*DESCRIPTION OF THE TASK*. Below is a set of records; restate each one word for word.

┌──

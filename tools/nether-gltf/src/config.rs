//! Converter options
//!
//! Every recognised key with its default lives here. Options are usually read
//! from a TOML file:
//!
//! ```toml
//! promote_single_root_node = true
//! normals = "recalculate"
//! tangents = "exclude"
//! disable_mesh_split = false
//! ```

use serde::{Deserialize, Serialize};
use std::path::Path;

use crate::error::{ConvertError, Result};

/// Default sample rate for animation clips (frames per second)
pub const DEFAULT_SAMPLE_RATE: f32 = 30.0;

/// What to do with a derivable vertex attribute (normals, tangents, ...)
#[derive(Debug, Clone, Copy, PartialEq, Eq, Serialize, Deserialize)]
#[serde(rename_all = "lowercase")]
pub enum AttributePolicy {
    /// Keep the authored data, compute it only when missing
    Require,
    /// Always recompute, discarding authored data
    Recalculate,
    /// Strip the attribute
    Exclude,
}

#[derive(Debug, Clone, PartialEq, Serialize, Deserialize)]
#[serde(default, deny_unknown_fields)]
pub struct ConverterOptions {
    /// Treat a lone, un-animated, non-joint scene root as the prefab root
    pub promote_single_root_node: bool,
    pub normals: AttributePolicy,
    pub tangents: AttributePolicy,
    /// Only `exclude` has an effect: morph normals are never recomputed
    pub morph_normals: AttributePolicy,
    /// Keep original skin joint indices instead of compact per-geometry palettes
    pub disable_mesh_split: bool,
    /// Synthesize a constant white COLOR_0 when a geometry has none
    pub add_vertex_color: bool,
    /// Synthesize a zero-filled TEXCOORD_1 when a geometry has none
    pub add_second_uv: bool,
    pub animation_sample_rate: f32,
}

impl Default for ConverterOptions {
    fn default() -> Self {
        Self {
            promote_single_root_node: false,
            normals: AttributePolicy::Require,
            tangents: AttributePolicy::Require,
            morph_normals: AttributePolicy::Exclude,
            disable_mesh_split: false,
            add_vertex_color: false,
            add_second_uv: false,
            animation_sample_rate: DEFAULT_SAMPLE_RATE,
        }
    }
}

impl ConverterOptions {
    /// Parse and validate options from TOML text
    pub fn from_toml_str(s: &str) -> Result<Self> {
        let options: Self =
            toml::from_str(s).map_err(|e| ConvertError::InvalidOptions(e.to_string()))?;
        options.validate()?;
        Ok(options)
    }

    /// Load options from a TOML file
    pub fn load(path: &Path) -> Result<Self> {
        let text = std::fs::read_to_string(path).map_err(|e| ConvertError::io(path, e))?;
        Self::from_toml_str(&text)
    }

    pub fn validate(&self) -> Result<()> {
        if !(self.animation_sample_rate.is_finite() && self.animation_sample_rate > 0.0) {
            return Err(ConvertError::InvalidOptions(format!(
                "animation_sample_rate must be a positive number, got {}",
                self.animation_sample_rate
            )));
        }
        Ok(())
    }
}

└──

*TASK RESULT*.
filename tools/nether-gltf/src/config.rs
//! Converter options
//!
//! Every recognised key with its default lives here. Options are usually read
//! from a TOML file:
//!
//! ```toml
//! promote_single_root_node = true
//! normals = "recalculate"
//! tangents = "exclude"
//! disable_mesh_split = false
//! ```

use serde::{Deserialize, Serialize};
use std::path::Path;

use crate::error::{ConvertError, Result};

/// Default sample rate for animation clips (frames per second)
pub const DEFAULT_SAMPLE_RATE: f32 = 30.0;

/// What to do with a derivable vertex attribute (normals, tangents, ...)
#[derive(Debug, Clone, Copy, PartialEq, Eq, Serialize, Deserialize)]
#[serde(rename_all = "lowercase")]
pub enum AttributePolicy {
    /// Keep the authored data, compute it only when missing
    Require,
    /// Always recompute, discarding authored data
    Recalculate,
    /// Strip the attribute
    Exclude,
}

#[derive(Debug, Clone, PartialEq, Serialize, Deserialize)]
#[serde(default, deny_unknown_fields)]
pub struct ConverterOptions {
    /// Treat a lone, un-animated, non-joint scene root as the prefab root
    pub promote_single_root_node: bool,
    pub normals: AttributePolicy,
    pub tangents: AttributePolicy,
    /// Only `exclude` has an effect: morph normals are never recomputed
    pub morph_normals: AttributePolicy,
    /// Keep original skin joint indices instead of compact per-geometry palettes
    pub disable_mesh_split: bool,
    /// Synthesize a constant white COLOR_0 when a geometry has none
    pub add_vertex_color: bool,
    /// Synthesize a zero-filled TEXCOORD_1 when a geometry has none
    pub add_second_uv: bool,
    pub animation_sample_rate: f32,
}

impl Default for ConverterOptions {
    fn default() -> Self {
        Self {
            promote_single_root_node: false,
            normals: AttributePolicy::Require,
            tangents: AttributePolicy::Require,
            morph_normals: AttributePolicy::Exclude,
            disable_mesh_split: false,
            add_vertex_color: false,
            add_second_uv: false,
            animation_sample_rate: DEFAULT_SAMPLE_RATE,
        }
    }
}

impl ConverterOptions {
    /// Parse and validate options from TOML text
    pub fn from_toml_str(s: &str) -> Result<Self> {
        let options: Self =
            toml::from_str(s).map_err(|e| ConvertError::InvalidOptions(e.to_string()))?;
        options.validate()?;
        Ok(options)
    }

    /// Load options from a TOML file
    pub fn load(path: &Path) -> Result<Self> {
        let text = std::fs::read_to_string(path).map_err(|e| ConvertError::io(path, e))?;
        Self::from_toml_str(&text)
    }

    pub fn validate(&self) -> Result<()> {
        if !(self.animation_sample_rate.is_finite() && self.animation_sample_rate > 0.0) {
            return Err(ConvertError::InvalidOptions(format!(
                "animation_sample_rate must be a positive number, got {}",
                self.animation_sample_rate
            )));
        }
        Ok(())
    }
}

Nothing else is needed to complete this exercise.